The $2.3tn (£1.7tn) proposal would direct billions to initiatives such as charging stations for electric vehicles and eliminating lead water pipes.

The spending would be partially offset by raising taxes on businesses.

Those plans have already roused fierce opposition.

Republicans have called the rises “a recipe for stagnation and decline”, while powerful business lobby groups including the Business Roundtable and Chamber of Commerce said they supported investments but would oppose tax increases.

The pushback is a sign of the tough fight ahead for the plan, which needs approval from Congress.

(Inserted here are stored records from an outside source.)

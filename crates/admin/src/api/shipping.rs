//! Shipping endpoints (`admin/shipping/...`).

use async_trait::async_trait;
use reqwest::Method;
use tracing::instrument;

use segishop_core::catalog::ProductSummary;
use segishop_core::shipping::{
    ClassCost, ClassCostUpdate, ClassInput, MethodInput, NewClassCost, NewZoneMethod,
    RegionInput, ShippingClass, ShippingMethod, ShippingOverview, ShippingZone, ZoneInput,
};
use segishop_core::types::{
    ClassCostId, ClassId, MethodId, Page, PageRequest, ProductId, RegionId, ZoneId,
};

use super::types::{
    Ack, ClassPayload, ClassProductsPayload, ClassesPayload, CostsPayload, CreatedCost,
    MethodPayload, MethodsPayload, ProductIds, ZonePayload, ZonesPayload,
};
use super::{ApiError, SegishopClient};

/// Everything the admin console does with shipping configuration.
#[async_trait]
pub trait ShippingApi: Send + Sync {
    async fn overview(&self) -> Result<ShippingOverview, ApiError>;

    // Zones
    async fn list_zones(&self) -> Result<Vec<ShippingZone>, ApiError>;
    async fn get_zone(&self, id: ZoneId) -> Result<ShippingZone, ApiError>;
    async fn create_zone(&self, input: &ZoneInput) -> Result<ShippingZone, ApiError>;
    async fn update_zone(&self, id: ZoneId, input: &ZoneInput) -> Result<ShippingZone, ApiError>;
    async fn delete_zone(&self, id: ZoneId) -> Result<Ack, ApiError>;
    async fn add_region(&self, zone_id: ZoneId, input: &RegionInput) -> Result<Ack, ApiError>;
    async fn remove_region(&self, zone_id: ZoneId, region_id: RegionId) -> Result<Ack, ApiError>;

    /// Create the join row between a zone and a method.
    async fn create_zone_method(&self, input: &NewZoneMethod) -> Result<Ack, ApiError>;
    /// Delete the join row for `method_id` in `zone_id`.
    async fn remove_zone_method(&self, zone_id: ZoneId, method_id: MethodId)
    -> Result<Ack, ApiError>;

    // Methods
    async fn list_methods(&self) -> Result<Vec<ShippingMethod>, ApiError>;
    async fn get_method(&self, id: MethodId) -> Result<ShippingMethod, ApiError>;
    async fn create_method(&self, input: &MethodInput) -> Result<ShippingMethod, ApiError>;
    async fn update_method(
        &self,
        id: MethodId,
        input: &MethodInput,
    ) -> Result<ShippingMethod, ApiError>;
    async fn delete_method(&self, id: MethodId) -> Result<Ack, ApiError>;

    // Classes
    async fn list_classes(&self) -> Result<Vec<ShippingClass>, ApiError>;
    async fn get_class(&self, id: ClassId) -> Result<ShippingClass, ApiError>;
    async fn create_class(&self, input: &ClassInput) -> Result<ShippingClass, ApiError>;
    async fn update_class(&self, id: ClassId, input: &ClassInput)
    -> Result<ShippingClass, ApiError>;
    async fn delete_class(&self, id: ClassId) -> Result<Ack, ApiError>;

    // Class costs
    async fn list_class_costs(
        &self,
        class_id: Option<ClassId>,
        zone_id: Option<ZoneId>,
    ) -> Result<Vec<ClassCost>, ApiError>;
    async fn create_class_cost(&self, input: &NewClassCost) -> Result<Option<ClassCostId>, ApiError>;
    /// Only cost and cost type travel; the key is fixed at creation.
    async fn update_class_cost(
        &self,
        id: ClassCostId,
        update: &ClassCostUpdate,
    ) -> Result<Ack, ApiError>;
    async fn delete_class_cost(&self, id: ClassCostId) -> Result<Ack, ApiError>;

    // Product assignment
    async fn class_products(
        &self,
        class_id: ClassId,
        page: PageRequest,
        search: Option<&str>,
    ) -> Result<Page<ProductSummary>, ApiError>;
    async fn unassigned_products(
        &self,
        page: PageRequest,
        search: Option<&str>,
    ) -> Result<Page<ProductSummary>, ApiError>;
    async fn assign_products(
        &self,
        class_id: ClassId,
        product_ids: &[ProductId],
    ) -> Result<Ack, ApiError>;
    async fn remove_products(
        &self,
        class_id: ClassId,
        product_ids: &[ProductId],
    ) -> Result<Ack, ApiError>;
}

fn missing(what: &str) -> ApiError {
    ApiError::Parse(format!("response carried no {what}"))
}

fn paging(page: PageRequest, search: Option<&str>) -> [(&'static str, String); 3] {
    [
        ("page", page.page.to_string()),
        ("pageSize", page.page_size.to_string()),
        ("search", search.map(str::trim).unwrap_or_default().to_string()),
    ]
}

#[async_trait]
impl ShippingApi for SegishopClient {
    #[instrument(skip(self))]
    async fn overview(&self) -> Result<ShippingOverview, ApiError> {
        self.get("admin/shipping/overview", &[]).await
    }

    #[instrument(skip(self))]
    async fn list_zones(&self) -> Result<Vec<ShippingZone>, ApiError> {
        let payload: ZonesPayload = self.get("admin/shipping/zones", &[]).await?;
        Ok(payload.zones)
    }

    #[instrument(skip(self), fields(zone_id = %id))]
    async fn get_zone(&self, id: ZoneId) -> Result<ShippingZone, ApiError> {
        let payload: ZonePayload = self.get(&format!("admin/shipping/zones/{id}"), &[]).await?;
        payload
            .zone
            .ok_or_else(|| ApiError::NotFound("Shipping zone not found".to_string()))
    }

    #[instrument(skip(self, input), fields(name = %input.name))]
    async fn create_zone(&self, input: &ZoneInput) -> Result<ShippingZone, ApiError> {
        let payload: ZonePayload = self
            .send_json(Method::POST, "admin/shipping/zones", input)
            .await?;
        payload.zone.ok_or_else(|| missing("zone"))
    }

    #[instrument(skip(self, input), fields(zone_id = %id))]
    async fn update_zone(&self, id: ZoneId, input: &ZoneInput) -> Result<ShippingZone, ApiError> {
        let payload: ZonePayload = self
            .send_json(Method::PUT, &format!("admin/shipping/zones/{id}"), input)
            .await?;
        payload.zone.ok_or_else(|| missing("zone"))
    }

    #[instrument(skip(self), fields(zone_id = %id))]
    async fn delete_zone(&self, id: ZoneId) -> Result<Ack, ApiError> {
        self.delete(&format!("admin/shipping/zones/{id}")).await
    }

    #[instrument(skip(self, input), fields(zone_id = %zone_id, code = %input.region_code))]
    async fn add_region(&self, zone_id: ZoneId, input: &RegionInput) -> Result<Ack, ApiError> {
        self.send_json(
            Method::POST,
            &format!("admin/shipping/zones/{zone_id}/regions"),
            input,
        )
        .await
    }

    #[instrument(skip(self))]
    async fn remove_region(&self, zone_id: ZoneId, region_id: RegionId) -> Result<Ack, ApiError> {
        self.delete(&format!("admin/shipping/zones/{zone_id}/regions/{region_id}"))
            .await
    }

    #[instrument(skip(self, input), fields(zone_id = %input.shipping_zone_id, method_id = %input.shipping_method_id))]
    async fn create_zone_method(&self, input: &NewZoneMethod) -> Result<Ack, ApiError> {
        self.send_json(
            Method::POST,
            &format!("admin/shipping/zones/{}/methods", input.shipping_zone_id),
            input,
        )
        .await
    }

    #[instrument(skip(self))]
    async fn remove_zone_method(
        &self,
        zone_id: ZoneId,
        method_id: MethodId,
    ) -> Result<Ack, ApiError> {
        self.delete(&format!("admin/shipping/zones/{zone_id}/methods/{method_id}"))
            .await
    }

    #[instrument(skip(self))]
    async fn list_methods(&self) -> Result<Vec<ShippingMethod>, ApiError> {
        let payload: MethodsPayload = self.get("admin/shipping/methods", &[]).await?;
        Ok(payload.methods)
    }

    #[instrument(skip(self), fields(method_id = %id))]
    async fn get_method(&self, id: MethodId) -> Result<ShippingMethod, ApiError> {
        let payload: MethodPayload = self
            .get(&format!("admin/shipping/methods/{id}"), &[])
            .await?;
        payload
            .method
            .ok_or_else(|| ApiError::NotFound("Shipping method not found".to_string()))
    }

    #[instrument(skip(self, input), fields(name = %input.name))]
    async fn create_method(&self, input: &MethodInput) -> Result<ShippingMethod, ApiError> {
        let payload: MethodPayload = self
            .send_json(Method::POST, "admin/shipping/methods", input)
            .await?;
        payload.method.ok_or_else(|| missing("method"))
    }

    #[instrument(skip(self, input), fields(method_id = %id))]
    async fn update_method(
        &self,
        id: MethodId,
        input: &MethodInput,
    ) -> Result<ShippingMethod, ApiError> {
        let payload: MethodPayload = self
            .send_json(Method::PUT, &format!("admin/shipping/methods/{id}"), input)
            .await?;
        payload.method.ok_or_else(|| missing("method"))
    }

    #[instrument(skip(self), fields(method_id = %id))]
    async fn delete_method(&self, id: MethodId) -> Result<Ack, ApiError> {
        self.delete(&format!("admin/shipping/methods/{id}")).await
    }

    #[instrument(skip(self))]
    async fn list_classes(&self) -> Result<Vec<ShippingClass>, ApiError> {
        let payload: ClassesPayload = self.get("admin/shipping/classes", &[]).await?;
        Ok(payload.classes)
    }

    #[instrument(skip(self), fields(class_id = %id))]
    async fn get_class(&self, id: ClassId) -> Result<ShippingClass, ApiError> {
        let payload: ClassPayload = self
            .get(&format!("admin/shipping/classes/{id}"), &[])
            .await?;
        payload
            .class
            .ok_or_else(|| ApiError::NotFound("Shipping class not found".to_string()))
    }

    #[instrument(skip(self, input), fields(slug = %input.slug))]
    async fn create_class(&self, input: &ClassInput) -> Result<ShippingClass, ApiError> {
        let payload: ClassPayload = self
            .send_json(Method::POST, "admin/shipping/classes", input)
            .await?;
        payload.class.ok_or_else(|| missing("class"))
    }

    #[instrument(skip(self, input), fields(class_id = %id))]
    async fn update_class(
        &self,
        id: ClassId,
        input: &ClassInput,
    ) -> Result<ShippingClass, ApiError> {
        let payload: ClassPayload = self
            .send_json(Method::PUT, &format!("admin/shipping/classes/{id}"), input)
            .await?;
        payload.class.ok_or_else(|| missing("class"))
    }

    #[instrument(skip(self), fields(class_id = %id))]
    async fn delete_class(&self, id: ClassId) -> Result<Ack, ApiError> {
        self.delete(&format!("admin/shipping/classes/{id}")).await
    }

    #[instrument(skip(self))]
    async fn list_class_costs(
        &self,
        class_id: Option<ClassId>,
        zone_id: Option<ZoneId>,
    ) -> Result<Vec<ClassCost>, ApiError> {
        let query = [
            (
                "shippingClassId",
                class_id.map(|id| id.to_string()).unwrap_or_default(),
            ),
            (
                "shippingZoneId",
                zone_id.map(|id| id.to_string()).unwrap_or_default(),
            ),
        ];
        let payload: CostsPayload = self.get("admin/shipping/class-costs", &query).await?;
        Ok(payload.costs)
    }

    #[instrument(skip(self, input), fields(zone_method_id = %input.shipping_zone_method_id, class_id = %input.shipping_class_id))]
    async fn create_class_cost(
        &self,
        input: &NewClassCost,
    ) -> Result<Option<ClassCostId>, ApiError> {
        let created: CreatedCost = self
            .send_json(Method::POST, "admin/shipping/class-costs", input)
            .await?;
        Ok(created.id)
    }

    #[instrument(skip(self, update), fields(cost_id = %id))]
    async fn update_class_cost(
        &self,
        id: ClassCostId,
        update: &ClassCostUpdate,
    ) -> Result<Ack, ApiError> {
        self.send_json(
            Method::PUT,
            &format!("admin/shipping/class-costs/{id}"),
            update,
        )
        .await
    }

    #[instrument(skip(self), fields(cost_id = %id))]
    async fn delete_class_cost(&self, id: ClassCostId) -> Result<Ack, ApiError> {
        self.delete(&format!("admin/shipping/class-costs/{id}")).await
    }

    #[instrument(skip(self))]
    async fn class_products(
        &self,
        class_id: ClassId,
        page: PageRequest,
        search: Option<&str>,
    ) -> Result<Page<ProductSummary>, ApiError> {
        let payload: ClassProductsPayload = self
            .get(
                &format!("admin/shipping/classes/{class_id}/products"),
                &paging(page, search),
            )
            .await?;
        Ok(payload.into_page(page))
    }

    #[instrument(skip(self))]
    async fn unassigned_products(
        &self,
        page: PageRequest,
        search: Option<&str>,
    ) -> Result<Page<ProductSummary>, ApiError> {
        let payload: ClassProductsPayload = self
            .get("admin/shipping/products/unassigned", &paging(page, search))
            .await?;
        Ok(payload.into_page(page))
    }

    #[instrument(skip(self, product_ids), fields(count = product_ids.len()))]
    async fn assign_products(
        &self,
        class_id: ClassId,
        product_ids: &[ProductId],
    ) -> Result<Ack, ApiError> {
        self.send_json(
            Method::POST,
            &format!("admin/shipping/classes/{class_id}/products"),
            &ProductIds { product_ids },
        )
        .await
    }

    #[instrument(skip(self, product_ids), fields(count = product_ids.len()))]
    async fn remove_products(
        &self,
        class_id: ClassId,
        product_ids: &[ProductId],
    ) -> Result<Ack, ApiError> {
        self.send_json(
            Method::DELETE,
            &format!("admin/shipping/classes/{class_id}/products"),
            &ProductIds { product_ids },
        )
        .await
    }
}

Joe Biden could have gone in a number of different policy directions after narrowly getting his covid pandemic aid package through Congress. That he opted to push for an infrastructure bill, rather than upping the pressure for gun control, voting rights, immigration, the environment or healthcare reform, suggests he’s looking for a popular, non-controversial legislative second act.

Of course, like that coronavirus package, the Biden administration is likely to use a massive piece of legislation to quietly advance some of those other policy priorities. The proposal contains hundreds of millions of dollars in green energy spending, expanded care for the elderly and disabled and job training, for instance.

Also like the coronavirus aid bill, even non-controversial infrastructure provisions that have high public support will be swamped in partisan acrimony. In particular, Republicans are going to vehemently object to the tax increases for corporations and businesses contained in the proposed legislation.

Chances are, Democrats will again have to go it alone when it comes to passing Biden’s legislative agenda.

The challenge, then, will be keeping the Democratic coalition together at a time when a wide number of constituencies, many of whom held their tongue during the Covid negotiations, line up to ensure their priorities are funded.

The White House has promoted its proposal as the most ambitious public spending in decades, saying the investments are necessary to keep the US economy growing and competitive with other countries, especially China.

“This is not a plan that tinkers around the edges,” Mr Biden said in a speech in Pittsburgh, Pennsylvania on Wednesday. “It’s a once in a generation investment in America.”

What’s in the American Jobs Plan?

It calls for investing more than $600bn in infrastructure, including modernising roads, replacing rail cars and buses and repairing crumbling bridges.

Billions more would be devoted to initiatives like improving veterans hospitals, upgrading affordable housing, expanding high-speed broadband, and providing incentives for manufacturing and technology research.

It calls for money to be directed to rural communities and communities of colour, including establishing a national climate-focused laboratory affiliated with an historically black university.